A denúncia alegava possíveis práticas de favorecimento político, composição irregular da JARI, ausência de regimento interno, falta de reuniões deliberativas e permanência indevida de servidor além do prazo legal previsto em lei. Diante das acusações, o MPPE instaurou procedimento e solicitou uma série de documentos à Secretaria de Mobilidade Urbana para apuração dos fatos.
Em resposta, a Secretaria apresentou documentação completa e comprobatória, incluindo portarias de nomeação, regimento interno, atas de reuniões e esclarecimentos técnicos sobre o funcionamento da JARI. Após análise minuciosa do material, o Ministério Público concluiu que as alegações não encontraram respaldo fático ou jurídico.
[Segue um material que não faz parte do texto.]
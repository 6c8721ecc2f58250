use axum::{
    extract::{Path, State},
    routing::{get, post},
    Json, Router,
};
use serde::Deserialize;
use uuid::Uuid;

use crate::api::errors::ApiError;
use crate::api::guards::CurrentStudent;
use crate::core::state::AppState;
use crate::core::time::primitive_now_utc;
use crate::db::types::UserRole;
use crate::repositories;
use crate::repositories::enrollments::EnrollOutcome;
use crate::schemas::course::CourseSummary;
use crate::schemas::user::UserResponse;
use crate::schemas::DetailResponse;

pub(crate) fn router() -> Router<AppState> {
    Router::new()
        .route("/courses/:course_id/enroll", post(enroll_self))
        .route("/courses/:course_id/students", get(list_course_students))
        .route("/students/:student_id/enroll", post(enroll_student))
        .route("/students/:student_id/courses", get(list_student_courses))
}

#[derive(Debug, Deserialize)]
struct EnrollRequest {
    course_id: String,
}

async fn enroll_self(
    Path(course_id): Path<String>,
    CurrentStudent(student): CurrentStudent,
    State(state): State<AppState>,
) -> Result<Json<DetailResponse>, ApiError> {
    let course = repositories::courses::find_by_id(state.db(), &course_id)
        .await
        .map_err(|e| ApiError::internal(e, "Failed to fetch course"))?
        .ok_or_else(|| ApiError::NotFound("Course not found".to_string()))?;

    let outcome = repositories::enrollments::enroll(
        state.db(),
        &Uuid::new_v4().to_string(),
        &course.id,
        &student.id,
        primitive_now_utc(),
    )
    .await
    .map_err(|e| ApiError::internal(e, "Failed to enroll student"))?;

    if outcome == EnrollOutcome::AlreadyEnrolled {
        return Err(ApiError::Conflict("Already enrolled".to_string()));
    }

    tracing::info!(
        student_id = %student.id,
        course_id = %course.id,
        action = "enroll",
        "Student enrolled in course"
    );

    Ok(Json(DetailResponse { detail: format!("Enrolled in course {}", course.name) }))
}

/// Enrollment by student id, kept for surface compatibility. Both anchors
/// must exist and the target user must actually be a student.
async fn enroll_student(
    Path(student_id): Path<String>,
    State(state): State<AppState>,
    Json(payload): Json<EnrollRequest>,
) -> Result<Json<DetailResponse>, ApiError> {
    let student = repositories::users::find_by_id(state.db(), &student_id)
        .await
        .map_err(|e| ApiError::internal(e, "Failed to fetch student"))?
        .filter(|user| user.role == UserRole::Student);

    let course = repositories::courses::find_by_id(state.db(), &payload.course_id)
        .await
        .map_err(|e| ApiError::internal(e, "Failed to fetch course"))?;

    let (Some(student), Some(course)) = (student, course) else {
        return Err(ApiError::NotFound("Student or Course not found".to_string()));
    };

    let outcome = repositories::enrollments::enroll(
        state.db(),
        &Uuid::new_v4().to_string(),
        &course.id,
        &student.id,
        primitive_now_utc(),
    )
    .await
    .map_err(|e| ApiError::internal(e, "Failed to enroll student"))?;

    if outcome == EnrollOutcome::AlreadyEnrolled {
        return Err(ApiError::Conflict("Already enrolled".to_string()));
    }

    Ok(Json(DetailResponse {
        detail: format!("Student {} enrolled in {}", student.name, course.name),
    }))
}

async fn list_course_students(
    Path(course_id): Path<String>,
    State(state): State<AppState>,
) -> Result<Json<Vec<UserResponse>>, ApiError> {
    let course = repositories::courses::find_by_id(state.db(), &course_id)
        .await
        .map_err(|e| ApiError::internal(e, "Failed to fetch course"))?;

    if course.is_none() {
        return Err(ApiError::NotFound("Course not found".to_string()));
    }

    let students = repositories::enrollments::list_students_for_course(state.db(), &course_id)
        .await
        .map_err(|e| ApiError::internal(e, "Failed to list enrolled students"))?;

    Ok(Json(students.into_iter().map(UserResponse::from_db).collect()))
}

/// Single well-defined listing (the stricter of the two historical
/// variants): the anchor must exist and hold the student role.
async fn list_student_courses(
    Path(student_id): Path<String>,
    State(state): State<AppState>,
) -> Result<Json<Vec<CourseSummary>>, ApiError> {
    let student = repositories::users::find_by_id(state.db(), &student_id)
        .await
        .map_err(|e| ApiError::internal(e, "Failed to fetch student"))?
        .filter(|user| user.role == UserRole::Student);

    if student.is_none() {
        return Err(ApiError::NotFound("Student not found".to_string()));
    }

    let courses = repositories::enrollments::list_courses_for_student(state.db(), &student_id)
        .await
        .map_err(|e| ApiError::internal(e, "Failed to list enrolled courses"))?;

    Ok(Json(courses.into_iter().map(CourseSummary::from_db).collect()))
}
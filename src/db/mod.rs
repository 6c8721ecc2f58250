pub(crate) mod models;
pub(crate) mod types;

use std::time::Duration;

use sqlx::postgres::{PgConnectOptions, PgPoolOptions};
use sqlx::{ConnectOptions, PgPool};

use crate::core::config::Settings;

pub(crate) async fn init_pool(settings: &Settings) -> Result<PgPool, sqlx::Error> {
    let database_url = settings.database().database_url();
    let mut connect_options: PgConnectOptions = database_url.parse()?;

    connect_options =
        connect_options.application_name("lite-lms").log_statements(tracing::log::LevelFilter::Off);

    PgPoolOptions::new()
        .max_connections(30)
        .min_connections(1)
        .acquire_timeout(Duration::from_secs(30))
        .test_before_acquire(true)
        .connect_with(connect_options)
        .await
}

pub(crate) async fn run_migrations(pool: &PgPool) -> Result<(), sqlx::Error> {
    sqlx::migrate!("./migrations").run(pool).await?;
    Ok(())
}
use serde::{Deserialize, Serialize};

use crate::core::time::format_primitive;
use crate::db::models::Course;
use crate::schemas::assignment::AssignmentResponse;
use crate::schemas::lesson::LessonResponse;
use crate::schemas::user::UserResponse;

#[derive(Debug, Deserialize)]
pub(crate) struct CourseCreate {
    pub(crate) name: String,
    #[serde(default)]
    pub(crate) description: String,
}

/// Course with its eagerly loaded teacher, children and roster, matching
/// the catalog read shape.
#[derive(Debug, Serialize)]
pub(crate) struct CourseResponse {
    pub(crate) id: String,
    pub(crate) name: String,
    pub(crate) description: String,
    pub(crate) teacher: UserResponse,
    pub(crate) lessons: Vec<LessonResponse>,
    pub(crate) assignments: Vec<AssignmentResponse>,
    pub(crate) students: Vec<UserResponse>,
    pub(crate) created_at: String,
}

/// Flat course row, used where the roster and children are not needed
/// (a student's enrolled-course list).
#[derive(Debug, Serialize)]
pub(crate) struct CourseSummary {
    pub(crate) id: String,
    pub(crate) name: String,
    pub(crate) description: String,
    pub(crate) teacher_id: String,
    pub(crate) created_at: String,
}

impl CourseSummary {
    pub(crate) fn from_db(course: Course) -> Self {
        Self {
            id: course.id,
            name: course.name,
            description: course.description,
            teacher_id: course.teacher_id,
            created_at: format_primitive(course.created_at),
        }
    }
}
use std::path::{Path, PathBuf};

use uuid::Uuid;

use crate::core::config::Settings;

/// Local-disk file store. Uploaded submission files land under the upload
/// directory and lesson videos under the video directory, each with a
/// collision-resistant generated name; the returned path is the durable
/// reference recorded in the database.
#[derive(Debug, Clone)]
pub(crate) struct StorageService {
    upload_dir: PathBuf,
    video_dir: PathBuf,
}

impl StorageService {
    pub(crate) async fn from_settings(settings: &Settings) -> anyhow::Result<Self> {
        let upload_dir = PathBuf::from(&settings.storage().upload_dir);
        let video_dir = PathBuf::from(&settings.storage().video_dir);

        tokio::fs::create_dir_all(&upload_dir).await?;
        tokio::fs::create_dir_all(&video_dir).await?;

        Ok(Self { upload_dir, video_dir })
    }

    pub(crate) async fn store_submission_file(
        &self,
        original_name: &str,
        bytes: Vec<u8>,
    ) -> anyhow::Result<String> {
        let filename = unique_filename(original_name);
        let path = self.upload_dir.join(&filename);
        tokio::fs::write(&path, bytes).await?;
        Ok(path.to_string_lossy().into_owned())
    }

    /// Returns the URL-style reference (`/videos/{name}`) stored on the
    /// lesson row.
    pub(crate) async fn store_video(
        &self,
        original_name: &str,
        bytes: Vec<u8>,
    ) -> anyhow::Result<String> {
        let filename = unique_filename(original_name);
        let path = self.video_dir.join(&filename);
        tokio::fs::write(&path, bytes).await?;
        Ok(format!("/{}/{}", self.video_dir.to_string_lossy(), filename))
    }
}

/// `{uuid-hex}_{sanitized original}` so concurrent uploads of the same
/// filename never overwrite each other.
pub(crate) fn unique_filename(original_name: &str) -> String {
    format!("{}_{}", Uuid::new_v4().simple(), sanitized_filename(original_name))
}

pub(crate) fn sanitized_filename(name: &str) -> String {
    let base = Path::new(name).file_name().and_then(|n| n.to_str()).unwrap_or(name);
    let sanitized: String = base
        .chars()
        .filter(|c| c.is_ascii_alphanumeric() || *c == '.' || *c == '_' || *c == '-')
        .collect();

    if sanitized.is_empty() {
        "upload".to_string()
    } else {
        sanitized
    }
}

#[cfg(test)]
mod tests {
    use super::{sanitized_filename, unique_filename};

    #[test]
    fn sanitized_filename_strips_path_and_specials() {
        assert_eq!(sanitized_filename("../../etc/passwd"), "passwd");
        assert_eq!(sanitized_filename("my report (final).pdf"), "myreportfinal.pdf");
        assert_eq!(sanitized_filename("???"), "upload");
    }

    #[test]
    fn unique_filename_differs_per_call() {
        let first = unique_filename("essay.pdf");
        let second = unique_filename("essay.pdf");
        assert_ne!(first, second);
        assert!(first.ends_with("_essay.pdf"));
    }
}
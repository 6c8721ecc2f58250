use sqlx::PgPool;

use crate::db::models::{Course, User};

/// Outcome of the conditional enrollment insert.
#[derive(Debug, Clone, Copy, PartialEq, Eq)]
pub(crate) enum EnrollOutcome {
    Enrolled,
    AlreadyEnrolled,
}

/// Atomic insert: the UNIQUE (course_id, user_id) constraint is the only
/// membership check. Zero affected rows means the pair already existed,
/// so concurrent enrolls for the same pair cannot both succeed.
pub(crate) async fn enroll(
    pool: &PgPool,
    id: &str,
    course_id: &str,
    user_id: &str,
    enrolled_at: time::PrimitiveDateTime,
) -> Result<EnrollOutcome, sqlx::Error> {
    let result = sqlx::query(
        "INSERT INTO enrollments (id, course_id, user_id, enrolled_at)
         VALUES ($1,$2,$3,$4)
         ON CONFLICT (course_id, user_id) DO NOTHING",
    )
    .bind(id)
    .bind(course_id)
    .bind(user_id)
    .bind(enrolled_at)
    .execute(pool)
    .await?;

    if result.rows_affected() > 0 {
        Ok(EnrollOutcome::Enrolled)
    } else {
        Ok(EnrollOutcome::AlreadyEnrolled)
    }
}

pub(crate) async fn list_students_for_course(
    pool: &PgPool,
    course_id: &str,
) -> Result<Vec<User>, sqlx::Error> {
    sqlx::query_as::<_, User>(
        "SELECT u.id, u.name, u.email, u.hashed_password, u.role, u.created_at
         FROM users u
         JOIN enrollments e ON e.user_id = u.id
         WHERE e.course_id = $1
         ORDER BY e.enrolled_at",
    )
    .bind(course_id)
    .fetch_all(pool)
    .await
}

pub(crate) async fn list_courses_for_student(
    pool: &PgPool,
    user_id: &str,
) -> Result<Vec<Course>, sqlx::Error> {
    sqlx::query_as::<_, Course>(
        "SELECT c.id, c.name, c.description, c.teacher_id, c.created_at, c.updated_at
         FROM courses c
         JOIN enrollments e ON e.course_id = c.id
         WHERE e.user_id = $1
         ORDER BY e.enrolled_at",
    )
    .bind(user_id)
    .fetch_all(pool)
    .await
}
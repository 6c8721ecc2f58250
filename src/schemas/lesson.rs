use serde::Serialize;

use crate::db::models::Lesson;

#[derive(Debug, Serialize)]
pub(crate) struct LessonResponse {
    pub(crate) id: String,
    pub(crate) course_id: String,
    pub(crate) title: String,
    pub(crate) content: String,
    pub(crate) video_url: Option<String>,
}

impl LessonResponse {
    pub(crate) fn from_db(lesson: Lesson) -> Self {
        Self {
            id: lesson.id,
            course_id: lesson.course_id,
            title: lesson.title,
            content: lesson.content,
            video_url: lesson.video_url,
        }
    }
}
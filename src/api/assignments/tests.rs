use axum::http::{Method, StatusCode};
use serde_json::json;
use tower::ServiceExt;

use crate::db::types::UserRole;
use crate::test_support as support;

#[tokio::test]
async fn owner_creates_assignment() {
    let ctx = support::setup_test_context().await;
    let owner =
        support::insert_user(ctx.state.db(), "Prof", "prof@example.com", UserRole::Lecturer, "pw")
            .await;
    let course = support::insert_course(ctx.state.db(), "Compilers", "", &owner.id).await;
    let token = support::bearer_token(&owner, ctx.state.settings());

    let request = support::json_request(
        Method::POST,
        &format!("/courses/{}/assignments", course.id),
        Some(&token),
        Some(json!({
            "title": "Parser homework",
            "description": "Recursive descent",
            "due_date": "2026-09-15T23:59:00Z"
        })),
    );
    let response = ctx.app.clone().oneshot(request).await.unwrap();

    assert_eq!(response.status(), StatusCode::CREATED);
    let body = support::read_json(response).await;
    assert_eq!(body["title"], "Parser homework");
    assert_eq!(body["course_id"], course.id.as_str());
    assert_eq!(body["due_date"], "2026-09-15T23:59:00Z");
}

#[tokio::test]
async fn non_owner_lecturer_cannot_write_assignments() {
    let ctx = support::setup_test_context().await;
    let owner =
        support::insert_user(ctx.state.db(), "Owner", "owner@example.com", UserRole::Lecturer, "pw")
            .await;
    let other =
        support::insert_user(ctx.state.db(), "Other", "other@example.com", UserRole::Lecturer, "pw")
            .await;
    let course = support::insert_course(ctx.state.db(), "Compilers", "", &owner.id).await;
    let assignment = support::insert_assignment(ctx.state.db(), &course.id, "Locked").await;
    let other_token = support::bearer_token(&other, ctx.state.settings());

    let request = support::json_request(
        Method::POST,
        &format!("/courses/{}/assignments", course.id),
        Some(&other_token),
        Some(json!({ "title": "Hijack", "due_date": "2026-09-15T23:59:00Z" })),
    );
    let response = ctx.app.clone().oneshot(request).await.unwrap();
    assert_eq!(response.status(), StatusCode::FORBIDDEN);

    let request = support::json_request(
        Method::PATCH,
        &format!("/assignments/{}", assignment.id),
        Some(&other_token),
        Some(json!({ "title": "Hijack" })),
    );
    let response = ctx.app.clone().oneshot(request).await.unwrap();
    assert_eq!(response.status(), StatusCode::FORBIDDEN);
    let body = support::read_json(response).await;
    assert_eq!(body["detail"], "Only the owning lecturer may modify this course");
}

#[tokio::test]
async fn patch_changes_only_provided_fields() {
    let ctx = support::setup_test_context().await;
    let owner =
        support::insert_user(ctx.state.db(), "Prof", "prof@example.com", UserRole::Lecturer, "pw")
            .await;
    let course = support::insert_course(ctx.state.db(), "Compilers", "", &owner.id).await;
    let token = support::bearer_token(&owner, ctx.state.settings());

    let create = support::json_request(
        Method::POST,
        &format!("/courses/{}/assignments", course.id),
        Some(&token),
        Some(json!({
            "title": "Original title",
            "description": "Original description",
            "due_date": "2026-09-15T23:59:00Z"
        })),
    );
    let created = support::read_json(ctx.app.clone().oneshot(create).await.unwrap()).await;
    let assignment_id = created["id"].as_str().unwrap().to_string();

    let patch = support::json_request(
        Method::PATCH,
        &format!("/assignments/{assignment_id}"),
        Some(&token),
        Some(json!({ "title": "Revised title" })),
    );
    let response = ctx.app.clone().oneshot(patch).await.unwrap();

    assert_eq!(response.status(), StatusCode::OK);
    let body = support::read_json(response).await;
    assert_eq!(body["title"], "Revised title");
    assert_eq!(body["description"], "Original description");
    assert_eq!(body["due_date"], "2026-09-15T23:59:00Z");
}

#[tokio::test]
async fn get_unknown_assignment_not_found() {
    let ctx = support::setup_test_context().await;

    let request = support::json_request(Method::GET, "/assignments/no-such-id", None, None);
    let response = ctx.app.clone().oneshot(request).await.unwrap();

    assert_eq!(response.status(), StatusCode::NOT_FOUND);
    let body = support::read_json(response).await;
    assert_eq!(body["detail"], "Assignment not found");
}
Segundo a decisão, ficou comprovado que a JARI possui composição regular, conforme a legislação municipal, realiza reuniões periódicas, possui regimento interno válido e atua com transparência, com decisões publicadas em plataforma oficial do órgão estadual de trânsito, atendendo aos princípios da legalidade, publicidade e do devido processo legal.
Diante da inexistência de indícios de irregularidades ou improbidade administrativa, o MPPE decidiu pelo arquivamento da Notícia de Fato, por ausência de justa causa para o prosseguimento das investigações, comunicando oficialmente a decisão à Ouvidoria do órgão e à Secretaria de Mobilidade Urbana.